The title of a Eurosurveillance article, “An autochthonous case of Zika due to possible sexual transmission, Florence, Italy, 2014” was written to make the headlines. The title should be “An autochthonous case of Zika due to person to person contact, Florence, Italy, 2014.”
An Italian man returns from a 10 day holiday in Thailand and a day later develops a rash with fever and headache. Within 6 days the rash has subsided. About two weeks later his girlfriend develops a similar disease. As this was 2014 no one looked for Zika virus and both were presumed to have dengue virus infection.
The serum samples taken from the patients were pulled from the freezer after Zika virus becomes a household word in 2015. Both patients’ sera are shown to contain neutralizing antibodies against Zika virus, with a clear rise between samples taken early in illness and after recovery.
Apparently the couple had sex between the time the man’s rash subsided, and the onset of the girlfriend’s symptoms. The authors of the paper conclude that transmission by semen is suggested.
Inexplicably, the authors write:
Other transmission modalities (i.e. direct contact with other bodily fluids) are unlikely to play a role but may not be completely ruled out.
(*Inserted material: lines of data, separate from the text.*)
// ABOUTME: Tool definitions for LLM function calling, expressed as serde_json::Value structs.
// ABOUTME: Provider adapters reformat these to match their API's tool specification.

use serde_json::{Value, json};

/// Name of the delegated coding tool the lead engineer can call.
pub const CODING_TOOL: &str = "coding_tool";

/// Return the complete set of tool definitions offered to the model.
/// These are provider-agnostic JSON schemas; each provider adapter
/// reformats them to match its API's tool specification.
pub fn all_tool_definitions() -> Vec<Value> {
    vec![coding_tool()]
}

/// Tool: delegate program writing to the dev crew.
fn coding_tool() -> Value {
    json!({
        "name": CODING_TOOL,
        "description": "Write a python program given a set of requirements and or instructions. Use this tool once the problem to solve is clear.",
        "parameters": {
            "type": "object",
            "properties": {
                "code_instructions": {
                    "type": "string",
                    "description": "The requirements and instructions for the program to write."
                }
            },
            "required": ["code_instructions"]
        }
    })
}
// ABOUTME: Defines the ModelRuntime and ToolRuntime traits the workflow delegates to.
// ABOUTME: Also defines AgentError, the error surface for every agent-side failure.

use async_trait::async_trait;

use ibis_core::{ChatMessage, Conversation, RunConfig, ToolCall};

/// Errors that can occur while driving a chat request.
#[derive(Debug, thiserror::Error)]
pub enum AgentError {
    /// The request arrived with no messages; nothing to route on.
    #[error("conversation is empty")]
    EmptyConversation,

    /// A tool call's argument payload does not match the tool's schema.
    #[error("malformed tool call: {0}")]
    MalformedToolCall(String),

    /// The model requested a tool that no registered runtime answers to.
    #[error("unknown tool: {0}")]
    UnknownTool(String),

    /// The model collaborator failed (transport, auth, server error).
    #[error("provider error: {0}")]
    Provider(String),

    #[error("rate limited")]
    RateLimited,

    /// The model replied with a shape the adapter cannot interpret.
    #[error("invalid response: {0}")]
    InvalidResponse(String),

    /// A delegated tool failed while executing.
    #[error("tool execution failed: {0}")]
    Tool(String),

    /// The model/tool oscillation exceeded the configured bound.
    #[error("step limit exceeded after {0} steps")]
    StepLimitExceeded(u32),

    /// The event consumer went away mid-run.
    #[error("event channel closed")]
    ChannelClosed,
}

/// The model-invocation collaborator. Given the full conversation, produce
/// the next reply, plain or delegating. Implementations must be safe for
/// concurrent independent invocations; each request owns its own state.
#[async_trait]
pub trait ModelRuntime: Send + Sync {
    async fn invoke(
        &self,
        conversation: &Conversation,
        config: &RunConfig,
    ) -> Result<ChatMessage, AgentError>;

    /// Provider name for logging and display (e.g. "gemini", "anthropic").
    fn provider_name(&self) -> &str;

    /// Model identifier being used (e.g. "gemini-2.0-flash").
    fn model_name(&self) -> &str;
}

/// A delegated sub-agent or tool. Given a pending tool call, produce the
/// tool-result message that answers it. Failures are surfaced, not retried.
#[async_trait]
pub trait ToolRuntime: Send + Sync {
    async fn invoke(&self, call: &ToolCall) -> Result<ChatMessage, AgentError>;

    /// The tool name this runtime answers to.
    fn name(&self) -> &str;
}
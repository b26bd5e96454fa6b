pub mod catalog;
pub mod config;
pub mod engine;
pub mod metrics;
pub mod pathfinder;
pub mod pipeline;
pub mod queue;
pub mod service;
pub mod testing;

pub use catalog::{Bridge, BridgeTable, Category, EngineKind, Format};
pub use config::{
    load_config, load_config_from_str, validate_config, Config, ConfigError, LogFormat,
};
pub use engine::{Engine, EngineError, EngineRegistry};
pub use pathfinder::{ConversionStep, Pathfinder, Plan, RoutingError};
pub use pipeline::{ExecutionError, ExecutionOutcome, PipelineExecutor};
pub use queue::{TaskQueue, TaskStatus};
pub use service::{ConversionRequest, ConversionService, ServiceError, Task, TaskEvent};
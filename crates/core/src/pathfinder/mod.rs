//! Pathfinder - computes conversion plans between arbitrary formats.
//!
//! Formats in the same category convert directly with that category's
//! engine. Across categories the pathfinder runs a breadth-first search over
//! the category graph induced by the [`BridgeTable`], so plans always use the
//! fewest category hops. Equal-length paths are decided by bridge definition
//! order.
//!
//! Each hop is executed by the engine of the hop's *source* category, which
//! produces the bridge format. If the last bridge format is not the exact
//! target, a final corrective step runs on the *target* category's engine.
//!
//! # Example
//!
//! ```
//! use omniconvert_core::pathfinder::Pathfinder;
//!
//! let pathfinder = Pathfinder::new();
//! let plan = pathfinder.find_path("mp4", "docx").unwrap();
//! assert_eq!(plan.steps().last().unwrap().target_format, "docx");
//! ```

mod error;
mod types;

pub use error::{FormatRole, RoutingError};
pub use types::{ConversionStep, Plan};

use std::collections::{BTreeSet, HashMap, HashSet, VecDeque};

use tracing::debug;

use crate::catalog::{self, BridgeTable, Category, Format};

/// Computes plans over a bridge table.
#[derive(Debug, Clone, Default)]
pub struct Pathfinder {
    bridges: BridgeTable,
}

impl Pathfinder {
    /// Creates a pathfinder over the standard bridge table.
    pub fn new() -> Self {
        Self::with_bridges(BridgeTable::standard())
    }

    /// Creates a pathfinder over a custom bridge table.
    pub fn with_bridges(bridges: BridgeTable) -> Self {
        Self { bridges }
    }

    pub fn bridges(&self) -> &BridgeTable {
        &self.bridges
    }

    /// Finds the shortest plan converting `source` into `target`.
    pub fn find_path(
        &self,
        source: impl Into<Format>,
        target: impl Into<Format>,
    ) -> Result<Plan, RoutingError> {
        let source = source.into();
        let target = target.into();

        let source_category = catalog::category_of(source.as_str())
            .ok_or_else(|| RoutingError::unknown_source(source.clone()))?;
        let target_category = catalog::category_of(target.as_str())
            .ok_or_else(|| RoutingError::unknown_target(target.clone()))?;

        if source_category == target_category {
            let step = ConversionStep::new(
                source.clone(),
                target.clone(),
                catalog::engine_for(source_category),
            );
            return Ok(Plan::new(source, target, vec![step]));
        }

        let path = self
            .category_path(source_category, target_category)
            .ok_or_else(|| RoutingError::NoPathFound {
                from: source.clone(),
                to: target.clone(),
            })?;

        let mut steps = Vec::with_capacity(path.len());
        let mut current = source.clone();

        for hop in path.windows(2) {
            let (from, to) = (hop[0], hop[1]);
            let bridge = self
                .bridges
                .get(from, to)
                .ok_or_else(|| RoutingError::NoPathFound {
                    from: source.clone(),
                    to: target.clone(),
                })?;

            // Already holding the bridge artifact
            if *bridge == current {
                continue;
            }

            steps.push(ConversionStep::new(
                current.clone(),
                bridge.clone(),
                catalog::engine_for(from),
            ));
            current = bridge.clone();
        }

        if current != target {
            steps.push(ConversionStep::new(
                current,
                target.clone(),
                catalog::engine_for(target_category),
            ));
        }

        let plan = Plan::new(source, target, steps);
        debug!(plan = %plan, hops = path.len() - 1, "Planned conversion");
        Ok(plan)
    }

    /// Returns the shortest category path from `from` to `to`, both included.
    ///
    /// A category always reaches itself with zero hops.
    pub fn category_path(&self, from: Category, to: Category) -> Option<Vec<Category>> {
        if from == to {
            return Some(vec![from]);
        }

        let mut parents: HashMap<Category, Category> = HashMap::new();
        let mut seen = HashSet::from([from]);
        let mut queue = VecDeque::from([from]);

        while let Some(node) = queue.pop_front() {
            for next in self.bridges.neighbors(node) {
                if !seen.insert(next) {
                    continue;
                }
                parents.insert(next, node);

                if next == to {
                    let mut path = vec![to];
                    let mut cursor = to;
                    while let Some(parent) = parents.get(&cursor) {
                        path.push(*parent);
                        cursor = *parent;
                    }
                    path.reverse();
                    return Some(path);
                }

                queue.push_back(next);
            }
        }

        None
    }

    /// Returns every category reachable from `from` through zero or more bridges.
    pub fn reachable_categories(&self, from: Category) -> BTreeSet<Category> {
        let mut seen = BTreeSet::from([from]);
        let mut queue = VecDeque::from([from]);

        while let Some(node) = queue.pop_front() {
            for next in self.bridges.neighbors(node) {
                if seen.insert(next) {
                    queue.push_back(next);
                }
            }
        }

        seen
    }

    /// Returns all formats a file of `source` format can be converted into.
    ///
    /// Always includes the formats of the source's own category. Empty when
    /// the source format is unknown.
    pub fn supported_targets(&self, source: impl Into<Format>) -> BTreeSet<Format> {
        let source = source.into();
        let Some(category) = catalog::category_of(source.as_str()) else {
            return BTreeSet::new();
        };

        self.reachable_categories(category)
            .into_iter()
            .flat_map(|c| catalog::formats_in(c).iter().copied().map(Format::new))
            .collect()
    }
}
Why is it unlikely that the man had a residual rash, possibly leaking virus, which he then transferred to the woman, perhaps on one or more mucus membranes? This mode of transmission is also known as ‘close contact’ between individuals. I am waiting for a similar case report in which the couple used condoms, yet Zika virus infection was still transmitted.
Like everyone else, the authors are seduced by the possibility of sexual transmission of Zika virus. I have yet to see any clear, convincing evidence of sexual transmission of Zika virus. At worst, the risk is extremely low, although probably not zero, given that Zika virus RNA (not virus) has been found in semen of one individual. Consider these facts and act accordingly.